Schenck and Zanuck left UA over a stock dispute and began to negotiate with the Fox Film Corporation and the two companies merged that spring, becoming Twentieth Century-Fox in 1935.

==Formation==
Following an industry salary dispute in 1933, Zanuck quit Warner Bros. in April when Warners refused to comply with the Academy of Motion Pictures Arts and Sciences' decision to restore salary cuts. On April 18, Zanuck announced that he and Schenck were planning a new production company with Schenck as President and Zanuck in charge of production. They planned to use United Artists' production facilities and release films through them. They soon announced that the company was to be called Twentieth Century Pictures Inc. and would start studio activities from June 1, 1933 and they planned to make 12 films, with the first three to start filming by the middle of July at the latest. In May, William Goetz was appointed as Zanuck's executive assistant and Raymond Griffith as production supervisor. The new company acquired Michael L. Simmons' book Chuck Connors, which became their first production. It was also their first release on October 7, 1933 under the title, The Bowery. Their initial stars under contract were George Arliss, Constance Bennett, Wallace Beery, George Raft and Loretta Young; however the Goetz connection meant that talent could be borrowed from MGM. Raoul Walsh, Gregory La Cava, Sidney Lanfield and Walter Lang were signed as directors.

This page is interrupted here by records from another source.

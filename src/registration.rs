//! Transaction registration
//!
//! [`TxTracker::register_tx`] is the single entry point features use to hand
//! over a submitted transaction. It keeps the store in sync with the
//! provider and evicts the record once its TTL elapses, independent of
//! whether the caller is still around.

use crate::channel::{EventStream, ResultStream, TransactionHandle, TxEvent, TxResult};
use crate::config::TrackerConfig;
use crate::store::{NewTx, TxStore};
use crate::task::BackgroundTasks;
use crate::types::{TxHash, Wait};
use crate::{Error, Result};
use std::sync::Arc;
use std::time::Duration;
use tracing::{debug, info, warn};

/// Options for [`TxTracker::register_tx`]
#[derive(Debug, Clone, PartialEq)]
pub struct RegisterOptions {
    /// When to resolve
    pub wait: Wait,

    /// Time the record stays in the store after its hash is known
    pub ttl: Duration,

    /// Fields merged into the record at creation
    pub metadata: serde_json::Map<String, serde_json::Value>,
}

impl Default for RegisterOptions {
    fn default() -> Self {
        Self {
            wait: Wait::Hash,
            ttl: Duration::from_millis(30_000),
            metadata: Default::default(),
        }
    }
}

impl RegisterOptions {
    pub fn new() -> Self {
        Self::default()
    }

    pub fn wait(mut self, wait: Wait) -> Self {
        self.wait = wait;
        self
    }

    pub fn ttl(mut self, ttl: Duration) -> Self {
        self.ttl = ttl;
        self
    }

    pub fn metadata(mut self, key: impl Into<String>, value: impl Into<serde_json::Value>) -> Self {
        self.metadata.insert(key.into(), value.into());
        self
    }
}

/// Successful registration
#[derive(Debug, Clone, PartialEq, Eq)]
pub struct Registered {
    pub tx_hash: TxHash,
}

/// Drives submitted transactions into the shared store
pub struct TxTracker {
    store: Arc<TxStore>,

    config: TrackerConfig,

    /// Event drains and TTL timers still running
    tasks: BackgroundTasks,
}
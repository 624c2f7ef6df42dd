//! Logging setup

use tracing_subscriber::{layer::SubscriberExt, util::SubscriberInitExt, EnvFilter};

/// Directive used when `RUST_LOG` is not set
pub const DEFAULT_DIRECTIVE: &str = "txtrack=info,warn";

/// Install a global fmt subscriber filtered by `RUST_LOG`, falling back to
/// `default_directive`.
///
/// Returns `false` when a global subscriber was already installed.
pub fn init_tracing(default_directive: &str) -> bool {
    let filter = EnvFilter::try_from_default_env()
        .unwrap_or_else(|_| EnvFilter::new(default_directive));

    tracing_subscriber::registry()
        .with(filter)
        .with(tracing_subscriber::fmt::layer().with_target(true))
        .try_init()
        .is_ok()
}
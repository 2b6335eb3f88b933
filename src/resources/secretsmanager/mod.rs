//! Secrets manager resources.

pub mod instance;
#[allow(missing_docs)]
pub mod wire;

pub use instance::{
    map_fields, InstanceAcls, InstanceModel, SecretsManagerApi, SecretsManagerInstanceResource,
    INSTANCE_TYPE,
};
//! Service default values, one profile per resource type.
//!
//! Defaults are injected into payloads only where the configuration leaves a
//! field absent, null or unknown. The table is plain data so callers can load
//! an alternate profile from provider configuration or build one in tests.

use serde::{Deserialize, Serialize};

/// Default scrape scheme.
pub const DEFAULT_SCHEME: &str = "https";
/// Default scrape interval.
pub const DEFAULT_SCRAPE_INTERVAL: &str = "5m";
/// Default scrape timeout.
pub const DEFAULT_SCRAPE_TIMEOUT: &str = "2m";
/// Default per-scrape sample limit.
pub const DEFAULT_SAMPLE_LIMIT: i64 = 5000;
/// Default SAML2 URL parameter behaviour.
pub const DEFAULT_SAML2_ENABLE_URL_PARAMETERS: bool = true;

/// Defaults applied to scrape configuration payloads.
#[derive(Debug, Clone, PartialEq, Serialize, Deserialize)]
#[serde(default, deny_unknown_fields)]
pub struct ScrapeConfigDefaults {
    /// Scheme used when none is configured.
    pub scheme: String,
    /// Scrape interval used when none is configured.
    pub scrape_interval: String,
    /// Scrape timeout used when none is configured.
    pub scrape_timeout: String,
    /// Sample limit used when none is configured.
    pub sample_limit: i64,
    /// Whether SAML2 URL parameters are enabled when not configured.
    pub saml2_enable_url_parameters: bool,
}

impl Default for ScrapeConfigDefaults {
    fn default() -> Self {
        Self {
            scheme: DEFAULT_SCHEME.to_string(),
            scrape_interval: DEFAULT_SCRAPE_INTERVAL.to_string(),
            scrape_timeout: DEFAULT_SCRAPE_TIMEOUT.to_string(),
            sample_limit: DEFAULT_SAMPLE_LIMIT,
            saml2_enable_url_parameters: DEFAULT_SAML2_ENABLE_URL_PARAMETERS,
        }
    }
}

/// The defaults table.
///
/// Each field is the profile for one resource type. Unknown profiles are
/// rejected when decoding.
#[derive(Debug, Clone, PartialEq, Default, Serialize, Deserialize)]
#[serde(default, deny_unknown_fields)]
pub struct DefaultsTable {
    /// Profile for observability scrape configs.
    pub scrape_config: ScrapeConfigDefaults,
}

impl DefaultsTable {
    /// Create a table holding the service defaults.
    pub fn new() -> Self {
        Self::default()
    }

    /// Replace the scrape config profile.
    pub fn with_scrape_config(mut self, defaults: ScrapeConfigDefaults) -> Self {
        self.scrape_config = defaults;
        self
    }

    /// The profile for scrape configs.
    pub fn scrape_config(&self) -> &ScrapeConfigDefaults {
        &self.scrape_config
    }
}

#[cfg(test)]
mod tests {
    use super::*;
    use serde_json::json;

    #[test]
    fn test_service_defaults() {
        let table = DefaultsTable::new();
        let defaults = table.scrape_config();
        assert_eq!(defaults.scheme, "https");
        assert_eq!(defaults.scrape_interval, "5m");
        assert_eq!(defaults.scrape_timeout, "2m");
        assert_eq!(defaults.sample_limit, 5000);
        assert!(defaults.saml2_enable_url_parameters);
    }

    #[test]
    fn test_partial_profile_from_json() {
        let table: DefaultsTable = serde_json::from_value(json!({
            "scrape_config": {"scheme": "http", "sample_limit": 100}
        }))
        .unwrap();

        assert_eq!(table.scrape_config().scheme, "http");
        assert_eq!(table.scrape_config().sample_limit, 100);
        assert_eq!(table.scrape_config().scrape_interval, "5m");
    }

    #[test]
    fn test_unknown_profile_rejected() {
        let result: Result<DefaultsTable, _> = serde_json::from_value(json!({
            "load_balancer": {}
        }));
        assert!(result.is_err());
    }

    #[test]
    fn test_profiles_serialize_by_resource_name() {
        let table = DefaultsTable::new().with_scrape_config(ScrapeConfigDefaults {
            sample_limit: 7,
            ..Default::default()
        });
        let value = serde_json::to_value(&table).unwrap();
        assert_eq!(value["scrape_config"]["sample_limit"], json!(7));
        assert_eq!(value.as_object().unwrap().len(), 1);
    }
}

Financial backing came from Schenck's younger brother Nicholas Schenck, president of Loew's, the theater chain that owned Metro-Goldwyn-Mayer (MGM), Louis B. Mayer of MGM, who wanted a position for his son-in-law, Goetz, Bank of America and Herbert J. Yates owner of the film processing laboratory Consolidated Film Industries, who later founded Republic Pictures Corporation in 1935.
==Releases==

In addition to Chuck Connors, early stories purchased were Rowland Brown's Blood Money, Ralph Graves' Born to Be Bad and Nathanael West's Miss Lonelyhearts (released as Advice to the Lovelorn).

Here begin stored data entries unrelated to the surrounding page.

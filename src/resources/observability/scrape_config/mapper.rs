//! Response to model mapping for scrape jobs.

use crate::convert::{decode_block_list, encode_object_list, int_from_wire};
use crate::error::ProviderError;
use crate::value::{ObjectValue, Value};

use super::model::{
    BasicAuthModel, HttpSdConfigModel, OAuth2Model, RelabelConfigModel, Saml2Model,
    ScrapeConfigModel, TargetModel, TlsConfigModel,
};
use super::params::saml2_from_params;
use super::wire::ScrapeConfigResponse;
use super::SCRAPE_CONFIG_ID;

/// Populate `model` from `response`.
///
/// `model` supplies the parent identifiers and any prior values that must
/// survive a response that omits them. Nothing is written unless the whole
/// response maps cleanly.
pub fn map_fields(
    response: Option<&ScrapeConfigResponse>,
    model: Option<&mut ScrapeConfigModel>,
) -> Result<(), ProviderError> {
    let response =
        response.ok_or_else(|| ProviderError::InvalidInput("response input is nil".to_string()))?;
    let model =
        model.ok_or_else(|| ProviderError::InvalidInput("model input is nil".to_string()))?;

    let name = match (&response.job_name, model.name.as_known()) {
        (Some(name), _) => name.clone(),
        (None, Some(name)) => name.clone(),
        (None, None) => {
            return Err(ProviderError::InvalidInput(
                "scrape config name not present".to_string(),
            ))
        },
    };
    let project_id = required(&model.project_id, "project_id")?;
    let instance_id = required(&model.instance_id, "instance_id")?;
    let id = SCRAPE_CONFIG_ID.build(&[project_id, instance_id, &name])?;

    let sample_limit = response
        .sample_limit
        .map(|limit| int_from_wire("sample_limit", limit))
        .transpose()?;

    // The API drops the parameter when it sits at its default, which is
    // enabled. An enabled flag the user never configured stays null.
    let configured = matches!(model.saml2, Value::Known(_) | Value::Unknown);
    let flag = saml2_from_params(response.params.as_ref()).unwrap_or(true);
    let saml2 = if !flag || configured {
        Value::Known(
            Saml2Model {
                enable_url_parameters: Value::Known(flag),
            }
            .to_object(),
        )
    } else {
        Value::Null
    };

    let targets = match &response.static_configs {
        None => Value::Null,
        Some(configs) => {
            let prior = decode_block_list(&model.targets, "targets", TargetModel::from_object)?;
            let prior = prior.as_known().map(Vec::as_slice).unwrap_or_default();
            let targets: Vec<TargetModel> = configs
                .iter()
                .enumerate()
                .map(|(i, config)| {
                    let mut target = TargetModel::from_wire(config);
                    let prior_empty_labels = prior
                        .get(i)
                        .and_then(|p| p.labels.as_known())
                        .is_some_and(|labels| labels.is_empty());
                    if config.labels.is_none() && prior_empty_labels {
                        target.labels = Value::Known(Default::default());
                    }
                    target
                })
                .collect();
            Value::Known(encode_object_list(&targets, TargetModel::to_object))
        },
    };

    let metrics_relabel_configs = match &response.metrics_relabel_configs {
        None => Value::Null,
        Some(configs) => {
            let relabels = configs
                .iter()
                .enumerate()
                .map(|(i, config)| {
                    RelabelConfigModel::from_wire(config, &format!("metrics_relabel_configs.{}", i))
                })
                .collect::<Result<Vec<_>, _>>()?;
            Value::Known(encode_object_list(&relabels, RelabelConfigModel::to_object))
        },
    };

    let http_sd_configs = list_or_null(response.http_sd_configs.as_deref(), |config| {
        HttpSdConfigModel::from_wire(config).to_object()
    });

    *model = ScrapeConfigModel {
        id: Value::Known(id.to_string()),
        project_id: model.project_id.clone(),
        instance_id: model.instance_id.clone(),
        name: Value::Known(name),
        metrics_path: Value::from_option(response.metrics_path.clone()),
        scheme: Value::from_option(response.scheme.clone()),
        scrape_interval: Value::from_option(response.scrape_interval.clone()),
        scrape_timeout: Value::from_option(response.scrape_timeout.clone()),
        sample_limit: Value::from_option(sample_limit),
        saml2,
        basic_auth: block_or_null(response.basic_auth.as_ref(), |auth| {
            BasicAuthModel::from_wire(auth).to_object()
        }),
        tls_config: block_or_null(response.tls_config.as_ref(), |tls| {
            TlsConfigModel::from_wire(tls).to_object()
        }),
        oauth2: block_or_null(response.oauth2.as_ref(), |oauth| {
            OAuth2Model::from_wire(oauth).to_object()
        }),
        targets,
        metrics_relabel_configs,
        http_sd_configs,
        honor_labels: Value::from_option(response.honor_labels),
        honor_timestamps: Value::from_option(response.honor_timestamps),
    };
    Ok(())
}

fn required<'a>(value: &'a Value<String>, name: &str) -> Result<&'a str, ProviderError> {
    value
        .as_known()
        .map(String::as_str)
        .ok_or_else(|| ProviderError::InvalidInput(format!("{} not present in model", name)))
}

fn block_or_null<W>(wire: Option<&W>, encode: impl FnOnce(&W) -> ObjectValue) -> Value<ObjectValue> {
    Value::from_option(wire.map(encode))
}

fn list_or_null<W>(wire: Option<&[W]>, encode: impl Fn(&W) -> ObjectValue) -> Value<Vec<ObjectValue>> {
    Value::from_option(wire.map(|items| items.iter().map(encode).collect()))
}
fn fill<T, M>(slot: &mut Option<T>, model: &Value<M>, default: impl FnOnce() -> T) {
    if !model.is_known() {
        *slot = Some(default());
    }
}

/// SAML2 flag as configured, without failing on a malformed block.
fn configured_saml2(model: &ScrapeConfigModel) -> Option<bool> {
    model
        .saml2
        .as_known()
        .and_then(|obj| obj.get("enable_url_parameters"))
        .and_then(|flag| match flag {
            Dynamic::Bool(b) => Some(*b),
            _ => None,
        })
}

/// Fill defaults into a create payload.
///
/// Idempotent: running it twice yields the same payload as once. Fails with
/// [`ProviderError::OutOfRange`] when the default sample limit cannot be sent
/// exactly, leaving the payload untouched.
pub fn set_defaults_create(
    payload: &mut CreateScrapeConfigPayload,
    model: &ScrapeConfigModel,
    defaults: &ScrapeConfigDefaults,
) -> Result<(), ProviderError> {
    DefaultedFields::of(&mut payload.settings).apply(model, configured_saml2(model), defaults)
}

/// Fill defaults into an update payload.
pub fn set_defaults_update(
    payload: &mut UpdateScrapeConfigPayload,
    model: &ScrapeConfigModel,
    defaults: &ScrapeConfigDefaults,
) -> Result<(), ProviderError> {
    DefaultedFields::of(payload).apply(model, configured_saml2(model), defaults)
}

/// Build the create payload.
///
/// Fails with [`ProviderError::InvalidInput`] on a missing model or job name,
/// [`ProviderError::Conversion`] on a malformed nested block and
/// [`ProviderError::OutOfRange`] when a count cannot be sent exactly.
pub fn to_create_payload(
    model: Option<&ScrapeConfigModel>,
    defaults: &ScrapeConfigDefaults,
) -> Result<CreateScrapeConfigPayload, ProviderError> {
    let model = model.ok_or_else(|| ProviderError::InvalidInput("nil model".to_string()))?;
    let job_name = model
        .name
        .known_cloned()
        .ok_or_else(|| ProviderError::InvalidInput("name is required".to_string()))?;

    let mut payload = CreateScrapeConfigPayload::new(job_name, settings(model)?);
    set_defaults_create(&mut payload, model, defaults)?;
    Ok(payload)
}

/// Build the update payload. The job name is immutable and left out.
pub fn to_update_payload(
    model: Option<&ScrapeConfigModel>,
    defaults: &ScrapeConfigDefaults,
) -> Result<UpdateScrapeConfigPayload, ProviderError> {
    let model = model.ok_or_else(|| ProviderError::InvalidInput("nil model".to_string()))?;

    let mut payload = settings(model)?;
    set_defaults_update(&mut payload, model, defaults)?;
    Ok(payload)
}

/// Copy every model field shared by both payloads.
fn settings(model: &ScrapeConfigModel) -> Result<UpdateScrapeConfigPayload, ProviderError> {
    let parts = ScrapeConfigParts::from_model(model)?;

    let sample_limit = model
        .sample_limit
        .as_known()
        .map(|limit| int_to_wire("sample_limit", *limit))
        .transpose()?;

    let mut params = None;
    if let Some(flag) = parts.saml2_flag() {
        merge_saml2(&mut params, flag);
    }

    let static_configs = parts
        .targets
        .as_known()
        .map(|targets| {
            targets
                .iter()
                .enumerate()
                .map(|(i, target)| target.to_wire(&format!("targets.{}", i)))
                .collect::<Result<Vec<_>, _>>()
        })
        .transpose()?;

    let metrics_relabel_configs = parts
        .metrics_relabel_configs
        .as_known()
        .map(|relabels| {
            relabels
                .iter()
                .enumerate()
                .map(|(i, relabel)| relabel.to_wire(&format!("metrics_relabel_configs.{}", i)))
                .collect::<Result<Vec<_>, _>>()
        })
        .transpose()?;

    let http_sd_configs = parts
        .http_sd_configs
        .as_known()
        .map(|configs| {
            configs
                .iter()
                .enumerate()
                .map(|(i, config)| config.to_wire(&format!("http_sd_configs.{}", i)))
                .collect::<Result<Vec<_>, _>>()
        })
        .transpose()?;

    Ok(UpdateScrapeConfigPayload {
        metrics_path: model.metrics_path.known_cloned(),
        scheme: model.scheme.known_cloned(),
        scrape_interval: model.scrape_interval.known_cloned(),
        scrape_timeout: model.scrape_timeout.known_cloned(),
        sample_limit,
        params,
        basic_auth: parts.basic_auth.as_known().and_then(BasicAuthModel::to_wire),
        tls_config: parts.tls_config.as_known().map(TlsConfigModel::to_wire),
        oauth2: parts.oauth2.as_known().and_then(OAuth2Model::to_wire),
        static_configs,
        metrics_relabel_configs,
        http_sd_configs,
        honor_labels: model.honor_labels.known_cloned(),
        honor_timestamps: model.honor_timestamps.known_cloned(),
    })
}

The company was successful from the very beginning; out of their first 18 films, only one, Born to Be Bad, was not a financial success. Their 1934 production, The House of Rothschild was nominated for an Academy Award for Best Picture. In 1935, they produced the classic film Les Misérables, from Victor Hugo's novel, which was also nominated for Best Picture.
==Merger with Fox Film==
In the winter of 1934, Zanuck began to negotiate with the UA board to acquire stock of the company and become a board member, but became outraged by UA's co-founder Mary Pickford's refusal to reward Twentieth Century with the company's stock, fearing it would have diluted the value of holdings by another UA stockholder and co-founder, D.W. Griffith. Schenck, who had been a UA stockholder for over ten years, resigned from United Artists in protest of the shoddy treatment of Twentieth Century, and Zanuck; thus began discussions with other distributors, which led to talks with the bankrupt Fox Studios of the Fox Film Corporation in the early spring of 1935. Fox Film had begun in the silent era in 1915 under founder William Fox.

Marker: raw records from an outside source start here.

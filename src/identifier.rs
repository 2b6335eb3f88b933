//! Composite resource identifiers.
//!
//! Every resource stores an `id` made of its parent scope identifiers and its
//! own natural name joined with a literal comma, e.g. `pid,iid,job`. The same
//! string is what users pass to `import`.

use std::fmt;

use crate::error::ProviderError;

/// Separator between identifier segments.
pub const ID_SEPARATOR: &str = ",";

/// Describes the ordered segments of a resource's composite identifier.
#[derive(Debug, Clone, Copy, PartialEq, Eq)]
pub struct IdFormat {
    fields: &'static [&'static str],
}

impl IdFormat {
    /// Create a format from its ordered field names.
    ///
    /// Resource hierarchies are two to four levels deep.
    pub const fn new(fields: &'static [&'static str]) -> Self {
        assert!(
            fields.len() >= 2 && fields.len() <= 4,
            "composite identifiers have 2 to 4 segments"
        );
        Self { fields }
    }

    /// The field names, in order.
    pub fn fields(&self) -> &'static [&'static str] {
        self.fields
    }

    /// The human-readable pattern, e.g. `[project_id],[instance_id],[name]`.
    pub fn pattern(&self) -> String {
        self.fields
            .iter()
            .map(|f| format!("[{}]", f))
            .collect::<Vec<_>>()
            .join(ID_SEPARATOR)
    }

    /// Join `segments` into an identifier.
    ///
    /// Fails with [`ProviderError::InvalidInput`] if the segment count does
    /// not match or a segment is empty.
    pub fn build(&self, segments: &[&str]) -> Result<CompositeId, ProviderError> {
        if segments.len() != self.fields.len() {
            return Err(ProviderError::InvalidInput(format!(
                "identifier {} needs {} segments, got {}",
                self.pattern(),
                self.fields.len(),
                segments.len()
            )));
        }
        if let Some(pos) = segments.iter().position(|s| s.is_empty()) {
            return Err(ProviderError::InvalidInput(format!(
                "identifier segment {} is empty",
                self.fields[pos]
            )));
        }
        Ok(CompositeId {
            segments: segments.iter().map(|s| s.to_string()).collect(),
        })
    }

    /// Parse an import string.
    ///
    /// Rejects a wrong segment count or any empty segment with
    /// [`ProviderError::ImportFormat`] citing the expected pattern.
    pub fn parse(&self, raw: &str) -> Result<CompositeId, ProviderError> {
        let segments: Vec<&str> = raw.split(ID_SEPARATOR).collect();
        if segments.len() != self.fields.len() || segments.iter().any(|s| s.is_empty()) {
            return Err(ProviderError::ImportFormat {
                expected: self.pattern(),
                got: raw.to_string(),
            });
        }
        Ok(CompositeId {
            segments: segments.into_iter().map(str::to_string).collect(),
        })
    }
}

/// A parsed or built composite identifier.
#[derive(Debug, Clone, PartialEq, Eq, Hash)]
pub struct CompositeId {
    segments: Vec<String>,
}

impl CompositeId {
    /// All segments, in order.
    pub fn segments(&self) -> &[String] {
        &self.segments
    }

    /// The segment at `index`.
    pub fn segment(&self, index: usize) -> Option<&str> {
        self.segments.get(index).map(String::as_str)
    }

    /// The last segment: the resource's own natural name or ID.
    pub fn name(&self) -> &str {
        self.segments.last().map(String::as_str).unwrap_or_default()
    }
}

impl fmt::Display for CompositeId {
    fn fmt(&self, f: &mut fmt::Formatter<'_>) -> fmt::Result {
        write!(f, "{}", self.segments.join(ID_SEPARATOR))
    }
}

#[cfg(test)]
mod tests {
    use super::*;

    const SCOPED: IdFormat = IdFormat::new(&["project_id", "instance_id", "name"]);

    #[test]
    fn test_build_and_display() {
        let id = SCOPED.build(&["pid", "iid", "name"]).unwrap();
        assert_eq!(id.to_string(), "pid,iid,name");
        assert_eq!(id.name(), "name");
        assert_eq!(id.segment(1), Some("iid"));
    }

    #[test]
    fn test_parse_roundtrip() {
        let id = SCOPED.parse("pid,iid,name").unwrap();
        assert_eq!(id.segments(), &["pid", "iid", "name"]);
        assert_eq!(id.to_string(), "pid,iid,name");
    }

    #[test]
    fn test_parse_wrong_segment_count() {
        let err = SCOPED.parse("pid,iid").unwrap_err();
        match err {
            ProviderError::ImportFormat { expected, got } => {
                assert_eq!(expected, "[project_id],[instance_id],[name]");
                assert_eq!(got, "pid,iid");
            },
            other => panic!("unexpected error: {:?}", other),
        }

        assert!(SCOPED.parse("pid,iid,name,extra").is_err());
        assert!(SCOPED.parse("").is_err());
    }

    #[test]
    fn test_parse_empty_segment() {
        assert!(matches!(
            SCOPED.parse("pid,,name"),
            Err(ProviderError::ImportFormat { .. })
        ));
        assert!(matches!(
            SCOPED.parse(",iid,name"),
            Err(ProviderError::ImportFormat { .. })
        ));
    }

    #[test]
    fn test_build_rejects_empty_segment() {
        let err = SCOPED.build(&["pid", "", "name"]).unwrap_err();
        assert!(err.to_string().contains("instance_id"));
    }

    #[test]
    fn test_two_and_four_segment_formats() {
        let two = IdFormat::new(&["project_id", "instance_id"]);
        assert_eq!(two.parse("pid,iid").unwrap().name(), "iid");

        let four = IdFormat::new(&["project_id", "region", "instance_id", "user_id"]);
        assert_eq!(four.pattern(), "[project_id],[region],[instance_id],[user_id]");
        assert!(four.parse("pid,eu01,iid").is_err());
    }
}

Twentieth Century Pictures merged with Fox Studios in 1935 to form 20th Century-Fox (the hyphen was dropped half a century later in 1985 under Australian Rupert Murdoch), and in 2019 was acquired by The Walt Disney Company as part of Disney's acquisition of 20th Century Fox's owner and renamed "20th Century Studios" in 2020. For many years, 20th Century Fox claimed to have been founded in 1915 (the year Fox Film Corporation was founded). For instance, it marked 1945 as its 30th anniversary. However, in recent years it has now claimed the 1935 merger as its founding date.